Esta disposição torna surpreendentemente moderna uma Regra escrita há quase quinze séculos! Um homem de responsabilidade pública, e também em pequenos âmbitos, deve ser sempre também um homem que sabe ouvir e aprender de quanto ouve. Bento qualifica a Regra como "mínima, traçada só para o início" (73, 8); mas na realidade ela pode oferecer indicações úteis não só para os monges, mas também para todos os que procuram uma guia no seu caminho rumo a Deus. Pela sua ponderação, a sua humanidade e o seu discernimento entre o essencial e o secundário na vida espiritual, ele pôde manter a sua força iluminadora até hoje. Paulo VI, proclamando a 24 de Outubro de 1964 São Bento Padroeiro da Europa, pretendeu reconhecer a obra maravilhosa desempenhada pelo Santo mediante a Regra para a formação da civilização e da cultura europeia.

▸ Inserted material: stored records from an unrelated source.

#[cfg(test)]
mod tests {
    use super::*;
    use crate::core::forcefield::intramolecular::{AngleForm, BondForm, TorsionForm};
    use crate::core::forcefield::params::{AtomType, Forcefield, ShortRangeForm};
    use crate::core::forcefield::truncation::TabulationSettings;
    use crate::core::models::simulation_box::SimulationBox;
    use crate::core::models::species::{DEFAULT_SCALE_14, Species, SpeciesBuilder};
    use crate::engine::config::IntraShakeConfigBuilder;
    use rand::SeedableRng;
    use rand::rngs::StdRng;
    use std::sync::Arc;

    fn potentials(cfg: &Configuration) -> PotentialMap {
        let mut forcefield = Forcefield::new();
        for name in ["C", "Ar"] {
            forcefield.insert(AtomType::new(
                name,
                ShortRangeForm::LennardJones,
                vec![0.05, 3.0],
                0.0,
            ));
        }
        let settings = TabulationSettings {
            range: 8.0,
            delta: 0.01,
            include_coulomb: false,
            ..TabulationSettings::default()
        };
        PotentialMap::build(&forcefield, cfg.atom_types(), &settings).unwrap()
    }

    fn chain_species() -> Arc<Species> {
        let mut builder = SpeciesBuilder::new("Chain");
        for _ in 0..4 {
            builder.add_atom("C");
        }
        let bond = BondForm::Harmonic { k: 1000.0, eq: 1.5 };
        let angle = AngleForm::Harmonic { k: 300.0, eq: 110.0 };
        builder
            .add_bond(0, 1, bond)
            .add_bond(1, 2, bond)
            .add_bond(2, 3, bond)
            .add_angle(0, 1, 2, angle)
            .add_angle(1, 2, 3, angle)
            .add_torsion(
                [0, 1, 2, 3],
                TorsionForm::Cos3 {
                    k1: 3.0,
                    k2: 0.5,
                    k3: 2.0,
                },
                DEFAULT_SCALE_14,
            );
        Arc::new(builder.build().unwrap())
    }

    fn chain_positions(offset: f64) -> [Point3<f64>; 4] {
        [
            Point3::new(offset, 1.3, 0.0),
            Point3::new(offset, 0.0, 0.0),
            Point3::new(offset + 1.7, 0.0, 0.0),
            Point3::new(offset + 2.2, -1.0, 0.9),
        ]
    }

    fn chains(n: usize) -> Configuration {
        let species = chain_species();
        let mut cfg =
            Configuration::new("Chains", SimulationBox::cubic(40.0).unwrap(), 300.0).unwrap();
        for m in 0..n {
            cfg.add_molecule(&species, &chain_positions(10.0 * m as f64))
                .unwrap();
        }
        cfg
    }

    fn distance(cfg: &Configuration, i: usize, j: usize) -> f64 {
        cfg.simulation_box()
            .minimum_distance(cfg.position(i), cfg.position(j))
    }

    fn sweep(
        cfg: &mut Configuration,
        map: &PotentialMap,
        config: &IntraShakeConfig,
        store: &mut ModuleStore,
        rng: &mut StdRng,
    ) -> ShakeReport {
        run(
            cfg,
            map,
            &ProcessPool::serial(),
            config,
            store,
            rng,
            &ProgressReporter::new(),
        )
        .unwrap()
    }

    #[test]
    fn stretched_bonds_relax_towards_equilibrium() {
        let mut cfg = chains(1);
        let map = potentials(&cfg);
        let config = IntraShakeConfigBuilder::new()
            .adjust_angles(false)
            .adjust_torsions(false)
            .build()
            .unwrap();
        let mut store = ModuleStore::new();
        let mut rng = StdRng::seed_from_u64(11);

        assert!((distance(&cfg, 1, 2) - 1.7).abs() < 1e-12);
        for _ in 0..300 {
            sweep(&mut cfg, &map, &config, &mut store, &mut rng);
        }
        for (i, j) in [(0, 1), (1, 2), (2, 3)] {
            assert!(
                (distance(&cfg, i, j) - 1.5).abs() < 0.25,
                "bond {i}-{j} is {}",
                distance(&cfg, i, j)
            );
        }
    }

    #[test]
    fn step_sizes_are_persisted_and_reused() {
        let mut cfg = chains(2);
        let map = potentials(&cfg);
        let config = IntraShakeConfig::default();
        let mut store = ModuleStore::new();
        let mut rng = StdRng::seed_from_u64(5);

        let report = sweep(&mut cfg, &map, &config, &mut store, &mut rng);
        assert_eq!(report.bonds.attempted, 6);
        assert_eq!(report.angles.attempted, 4);
        assert_eq!(report.torsions.attempted, 2);
        assert_eq!(
            store.float("IntraShake", BOND_STEP_ITEM).unwrap(),
            Some(report.bond_step)
        );
        assert!(report.bond_step >= 0.001 && report.bond_step <= 0.2);
        assert!(report.angle_step >= 0.01 && report.angle_step <= 90.0);

        store.set_float("IntraShake", TORSION_STEP_ITEM, 1000.0);
        let report = sweep(&mut cfg, &map, &config, &mut store, &mut rng);
        assert!(report.torsion_step <= 45.0);
    }

    #[test]
    fn accepted_moves_bump_the_contents_version() {
        let mut cfg = chains(2);
        let map = potentials(&cfg);
        let config = IntraShakeConfigBuilder::new().shakes_per_term(3).build().unwrap();
        let mut store = ModuleStore::new();
        let mut rng = StdRng::seed_from_u64(8);
        let version = cfg.contents_version();

        let report = sweep(&mut cfg, &map, &config, &mut store, &mut rng);
        assert!(report.n_accepted() > 0);
        assert_eq!(cfg.contents_version(), version + 1);
    }

    #[test]
    fn rotations_preserve_bond_lengths() {
        let mut cfg = chains(1);
        let map = potentials(&cfg);
        let config = IntraShakeConfigBuilder::new()
            .adjust_bonds(false)
            .shakes_per_term(5)
            .build()
            .unwrap();
        let mut store = ModuleStore::new();
        let mut rng = StdRng::seed_from_u64(21);

        let before: Vec<f64> = [(0, 1), (1, 2), (2, 3)]
            .iter()
            .map(|&(i, j)| distance(&cfg, i, j))
            .collect();
        for _ in 0..20 {
            let report = sweep(&mut cfg, &map, &config, &mut store, &mut rng);
            assert_eq!(report.bonds.attempted, 0);
        }
        for (&(i, j), length) in [(0, 1), (1, 2), (2, 3)].iter().zip(before) {
            assert!((distance(&cfg, i, j) - length).abs() < 1e-9);
        }
    }

    fn triangle() -> (Configuration, [Point3<f64>; 3]) {
        let mut builder = SpeciesBuilder::new("Triangle");
        for _ in 0..3 {
            builder.add_atom("C");
        }
        let bond = BondForm::Harmonic { k: 1000.0, eq: 1.5 };
        builder
            .add_bond(0, 1, bond)
            .add_bond(1, 2, bond)
            .add_bond(2, 0, bond)
            .add_angle(0, 1, 2, AngleForm::Harmonic { k: 300.0, eq: 60.0 });
        let triangle = Arc::new(builder.build().unwrap());
        let mut cfg =
            Configuration::new("Ring", SimulationBox::cubic(20.0).unwrap(), 300.0).unwrap();
        let positions = [
            Point3::new(0.0, 0.0, 0.0),
            Point3::new(1.6, 0.0, 0.0),
            Point3::new(0.8, 1.3, 0.0),
        ];
        cfg.add_molecule(&triangle, &positions).unwrap();
        (cfg, positions)
    }

    #[test]
    fn every_term_of_a_ring_is_shaken() {
        let (mut cfg, _) = triangle();
        let map = potentials(&cfg);
        let report = sweep(
            &mut cfg,
            &map,
            &IntraShakeConfig::default(),
            &mut ModuleStore::new(),
            &mut StdRng::seed_from_u64(1),
        );
        assert_eq!(report.bonds.attempted, 3);
        assert_eq!(report.angles.attempted, 1);
    }

    #[test]
    fn ring_angle_moves_are_judged_on_the_whole_bonded_energy() {
        let (mut cfg, positions) = triangle();
        let map = potentials(&cfg);
        let pool = ProcessPool::serial();
        let bonded = |cfg: &Configuration| {
            EnergyKernel::new(&map, &pool, None)
                .intramolecular_energy(cfg, 0)
                .total()
        };
        let config = IntraShakeConfigBuilder::new()
            .adjust_bonds(false)
            .shakes_per_term(10)
            .build()
            .unwrap();
        let mut store = ModuleStore::new();
        let mut rng = StdRng::seed_from_u64(1);

        let before = bonded(&cfg);
        let (mut accepted, mut energy_change) = (0, 0.0);
        for _ in 0..20 {
            let report = sweep(&mut cfg, &map, &config, &mut store, &mut rng);
            assert_eq!(report.angles.attempted, 10);
            accepted += report.n_accepted();
            energy_change += report.energy_change;
            assert_eq!(*cfg.position(1), positions[1]);
        }
        assert!(accepted > 0);
        let expected = bonded(&cfg) - before;
        assert!(
            (energy_change - expected).abs() < 1e-6,
            "accepted moves summed to {energy_change}, bonded energy changed by {expected}"
        );
    }

    fn argon() -> Arc<Species> {
        let mut builder = SpeciesBuilder::new("Argon");
        builder.add_atom("Ar");
        Arc::new(builder.build().unwrap())
    }

    /// One chain at the origin plus a lone argon atom at `neighbour`.
    fn chain_and_argon(neighbour: Point3<f64>) -> Configuration {
        let mut cfg = chains(1);
        cfg.add_molecule(&argon(), &[neighbour]).unwrap();
        cfg
    }

    fn shaken_chain(
        mut cfg: Configuration,
        config: &IntraShakeConfig,
    ) -> (Vec<Point3<f64>>, Vec<ShakeReport>) {
        let map = potentials(&cfg);
        let mut store = ModuleStore::new();
        let mut rng = StdRng::seed_from_u64(29);
        let reports = (0..5)
            .map(|_| sweep(&mut cfg, &map, config, &mut store, &mut rng))
            .collect();
        let chain = cfg.atoms()[..4].iter().map(|a| a.position).collect();
        (chain, reports)
    }

    #[test]
    fn term_energy_only_ignores_a_repulsive_neighbour() {
        let crowded = chain_and_argon(Point3::new(2.2, -1.0, 1.9));
        let map = potentials(&crowded);
        let pool = ProcessPool::serial();
        let kernel = EnergyKernel::new(&map, &pool, None);
        assert!(kernel.molecule_energy(&crowded, 0, Reduction::Solo) > 1e4);

        let config = IntraShakeConfigBuilder::new()
            .term_energy_only(true)
            .shakes_per_term(4)
            .build()
            .unwrap();
        let (crowded_chain, crowded_reports) = shaken_chain(crowded, &config);
        let (free_chain, free_reports) =
            shaken_chain(chain_and_argon(Point3::new(20.0, 20.0, 20.0)), &config);

        assert!(crowded_reports.iter().any(|r| r.n_accepted() > 0));
        assert_eq!(crowded_chain, free_chain);
        assert_eq!(crowded_reports, free_reports);
    }

    #[test]
    fn molecules_beyond_the_cutoff_do_not_affect_moves() {
        let near = chain_and_argon(Point3::new(2.2, -1.0, 7.4));
        let far = chain_and_argon(Point3::new(20.0, 20.0, 20.0));
        let map = potentials(&near);
        let pool = ProcessPool::serial();
        let full_range = EnergyKernel::new(&map, &pool, None);
        assert_ne!(
            full_range.molecule_energy(&near, 0, Reduction::Solo),
            full_range.molecule_energy(&far, 0, Reduction::Solo)
        );

        let config = IntraShakeConfigBuilder::new()
            .cutoff(4.0)
            .shakes_per_term(4)
            .build()
            .unwrap();
        let (near_chain, near_reports) = shaken_chain(near, &config);
        let (far_chain, far_reports) = shaken_chain(far, &config);

        assert!(near_reports.iter().any(|r| r.n_accepted() > 0));
        assert_eq!(near_chain, far_chain);
        assert_eq!(near_reports, far_reports);
    }

    #[test]
    fn restricted_species_leave_other_molecules_untouched() {
        let mut builder = SpeciesBuilder::new("Dimer");
        let a = builder.add_atom("Ar");
        let b = builder.add_atom("Ar");
        builder.add_bond(a, b, BondForm::Harmonic { k: 500.0, eq: 3.0 });
        let dimer = Arc::new(builder.build().unwrap());

        let mut cfg = chains(1);
        let dimer_positions = [Point3::new(20.0, 20.0, 20.0), Point3::new(24.0, 20.0, 20.0)];
        cfg.add_molecule(&dimer, &dimer_positions).unwrap();
        let map = potentials(&cfg);
        let config = IntraShakeConfigBuilder::new()
            .restrict_to_species(vec!["Chain".to_string()])
            .shakes_per_term(4)
            .build()
            .unwrap();

        let report = sweep(
            &mut cfg,
            &map,
            &config,
            &mut ModuleStore::new(),
            &mut StdRng::seed_from_u64(2),
        );
        assert_eq!(report.bonds.attempted, 12);
        assert_eq!(*cfg.position(4), dimer_positions[0]);
        assert_eq!(*cfg.position(5), dimer_positions[1]);
    }

    #[test]
    fn mismatched_potentials_are_rejected() {
        let mut cfg = chains(1);
        let mut argon_cfg =
            Configuration::new("Argon", SimulationBox::cubic(40.0).unwrap(), 300.0).unwrap();
        argon_cfg.add_molecule(&argon(), &[Point3::origin()]).unwrap();
        let map = potentials(&argon_cfg);

        let result = run(
            &mut cfg,
            &map,
            &ProcessPool::serial(),
            &IntraShakeConfig::default(),
            &mut ModuleStore::new(),
            &mut StdRng::seed_from_u64(3),
            &ProgressReporter::new(),
        );
        assert!(matches!(result, Err(EngineError::Initialization(_))));
    }
}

Hoje a Europa que acabou de sair de um século profundamente ferido por duas guerras mundiais e depois do desmoronamento das grandes ideologias que se revelaram como trágicas utopias está em busca da própria identidade. Para criar uma unidade nova e duradoura, são sem dúvida importantes os instrumentos políticos, económicos e jurídicos, mas é preciso também suscitar uma renovação ética e espiritual que sem inspire nas raízes cristãs do Continente, porque de outra forma não se pode reconstruir a Europa. Sem esta linfa vital, o homem permanece exposto ao perigo de sucumbir à antiga tentação de se querer remir sozinho utupia que, de formas diferentes, na Europa do século XX causou, como revelou o Papa João Paulo II, "um regresso sem precedentes ao tormento histórico da
humanidade" (Insegnamenti, XIII/1, 1990, p. 58). Procurando o verdadeiro progresso, ouvimos também hoje a Regra de São Bento como uma luz para o nosso caminho. O grande monge permanece um verdadeiro mestre em cuja escola podemos aprender a arte de viver o humanismo verdadeiro.